* LISTED ENTRIES:
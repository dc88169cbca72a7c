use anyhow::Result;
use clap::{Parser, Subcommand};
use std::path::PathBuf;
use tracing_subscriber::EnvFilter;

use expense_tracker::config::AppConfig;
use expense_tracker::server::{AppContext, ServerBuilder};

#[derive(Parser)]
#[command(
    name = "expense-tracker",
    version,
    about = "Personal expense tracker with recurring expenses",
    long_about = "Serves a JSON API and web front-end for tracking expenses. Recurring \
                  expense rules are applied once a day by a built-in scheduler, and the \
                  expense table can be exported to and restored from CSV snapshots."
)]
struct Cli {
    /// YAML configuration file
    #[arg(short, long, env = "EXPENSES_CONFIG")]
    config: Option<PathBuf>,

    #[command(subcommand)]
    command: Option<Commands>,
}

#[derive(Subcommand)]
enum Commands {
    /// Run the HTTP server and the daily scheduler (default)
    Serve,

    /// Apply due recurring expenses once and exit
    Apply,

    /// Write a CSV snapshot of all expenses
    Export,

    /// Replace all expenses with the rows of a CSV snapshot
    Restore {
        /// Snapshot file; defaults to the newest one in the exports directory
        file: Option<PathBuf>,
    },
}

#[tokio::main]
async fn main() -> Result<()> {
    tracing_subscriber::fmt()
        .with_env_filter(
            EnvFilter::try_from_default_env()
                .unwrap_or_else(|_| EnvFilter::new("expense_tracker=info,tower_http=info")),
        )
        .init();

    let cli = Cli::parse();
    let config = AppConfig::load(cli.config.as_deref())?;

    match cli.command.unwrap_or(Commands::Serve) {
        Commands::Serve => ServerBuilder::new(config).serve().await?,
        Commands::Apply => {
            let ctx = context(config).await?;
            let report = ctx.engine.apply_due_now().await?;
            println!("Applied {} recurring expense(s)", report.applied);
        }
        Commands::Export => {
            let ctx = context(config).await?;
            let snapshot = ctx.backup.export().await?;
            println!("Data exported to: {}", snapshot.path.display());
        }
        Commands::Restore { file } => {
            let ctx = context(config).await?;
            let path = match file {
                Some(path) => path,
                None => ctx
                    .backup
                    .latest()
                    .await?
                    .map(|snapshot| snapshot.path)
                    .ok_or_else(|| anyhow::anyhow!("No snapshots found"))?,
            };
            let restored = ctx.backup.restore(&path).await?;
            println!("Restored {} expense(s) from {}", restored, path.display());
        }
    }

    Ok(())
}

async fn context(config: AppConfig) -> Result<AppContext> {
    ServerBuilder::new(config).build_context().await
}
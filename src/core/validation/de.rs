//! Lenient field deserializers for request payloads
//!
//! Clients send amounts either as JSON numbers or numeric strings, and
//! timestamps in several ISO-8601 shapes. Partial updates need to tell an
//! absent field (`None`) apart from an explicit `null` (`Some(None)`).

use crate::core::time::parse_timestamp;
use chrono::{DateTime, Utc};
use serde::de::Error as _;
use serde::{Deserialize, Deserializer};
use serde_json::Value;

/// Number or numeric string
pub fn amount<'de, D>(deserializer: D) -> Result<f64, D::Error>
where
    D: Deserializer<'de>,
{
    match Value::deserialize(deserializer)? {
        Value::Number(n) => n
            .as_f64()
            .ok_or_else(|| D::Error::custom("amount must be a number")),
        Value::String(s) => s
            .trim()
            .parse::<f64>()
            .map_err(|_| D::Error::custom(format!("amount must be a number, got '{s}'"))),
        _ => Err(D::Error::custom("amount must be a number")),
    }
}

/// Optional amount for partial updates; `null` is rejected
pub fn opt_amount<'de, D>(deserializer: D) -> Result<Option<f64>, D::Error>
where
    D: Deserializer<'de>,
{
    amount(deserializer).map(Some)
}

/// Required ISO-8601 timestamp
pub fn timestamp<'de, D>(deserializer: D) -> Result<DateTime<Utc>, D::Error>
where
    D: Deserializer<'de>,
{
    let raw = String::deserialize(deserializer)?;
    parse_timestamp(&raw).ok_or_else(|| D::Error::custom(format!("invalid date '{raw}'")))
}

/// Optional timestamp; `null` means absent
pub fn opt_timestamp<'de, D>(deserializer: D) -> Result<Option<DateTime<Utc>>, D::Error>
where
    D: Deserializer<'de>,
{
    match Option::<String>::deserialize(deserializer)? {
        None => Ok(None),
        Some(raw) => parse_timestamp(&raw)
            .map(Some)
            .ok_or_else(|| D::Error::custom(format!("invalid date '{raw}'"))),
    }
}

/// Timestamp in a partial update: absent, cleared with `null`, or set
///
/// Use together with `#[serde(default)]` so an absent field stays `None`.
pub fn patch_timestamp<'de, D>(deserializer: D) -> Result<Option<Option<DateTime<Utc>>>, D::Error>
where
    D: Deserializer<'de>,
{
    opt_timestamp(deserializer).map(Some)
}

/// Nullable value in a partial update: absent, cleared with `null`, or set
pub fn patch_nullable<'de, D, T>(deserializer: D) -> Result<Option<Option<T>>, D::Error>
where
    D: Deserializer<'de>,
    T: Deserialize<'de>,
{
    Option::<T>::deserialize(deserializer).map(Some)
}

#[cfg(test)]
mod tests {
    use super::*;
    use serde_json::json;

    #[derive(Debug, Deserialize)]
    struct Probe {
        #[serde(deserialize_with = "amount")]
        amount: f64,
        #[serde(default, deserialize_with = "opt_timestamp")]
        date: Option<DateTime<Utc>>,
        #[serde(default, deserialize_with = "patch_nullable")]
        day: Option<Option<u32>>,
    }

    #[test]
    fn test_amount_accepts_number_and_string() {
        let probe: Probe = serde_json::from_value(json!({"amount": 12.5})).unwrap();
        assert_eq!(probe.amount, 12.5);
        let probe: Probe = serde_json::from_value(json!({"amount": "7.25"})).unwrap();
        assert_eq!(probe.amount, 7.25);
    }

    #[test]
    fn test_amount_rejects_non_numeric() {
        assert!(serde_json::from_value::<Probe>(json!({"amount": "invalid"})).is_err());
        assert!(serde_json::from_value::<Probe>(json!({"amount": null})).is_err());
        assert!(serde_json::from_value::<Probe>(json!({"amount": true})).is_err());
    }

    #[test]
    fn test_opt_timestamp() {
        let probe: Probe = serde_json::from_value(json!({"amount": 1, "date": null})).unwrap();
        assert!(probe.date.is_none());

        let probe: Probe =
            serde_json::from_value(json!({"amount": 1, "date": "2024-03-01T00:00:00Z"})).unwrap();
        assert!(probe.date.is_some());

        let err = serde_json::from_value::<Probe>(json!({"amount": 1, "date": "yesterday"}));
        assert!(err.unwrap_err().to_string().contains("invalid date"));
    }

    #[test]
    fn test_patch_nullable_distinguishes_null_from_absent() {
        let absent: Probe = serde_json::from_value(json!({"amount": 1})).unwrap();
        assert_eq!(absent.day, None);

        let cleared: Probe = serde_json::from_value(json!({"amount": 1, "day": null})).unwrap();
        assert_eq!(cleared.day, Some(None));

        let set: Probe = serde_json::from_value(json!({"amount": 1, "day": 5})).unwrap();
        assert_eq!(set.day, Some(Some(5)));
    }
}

* WORK REQUEST: For each line in the data that holds the word "async", copy the line.

* EXERCISE RESPONSE:
async fn main() -> Result<()> {
async fn context(config: AppConfig) -> Result<AppContext> {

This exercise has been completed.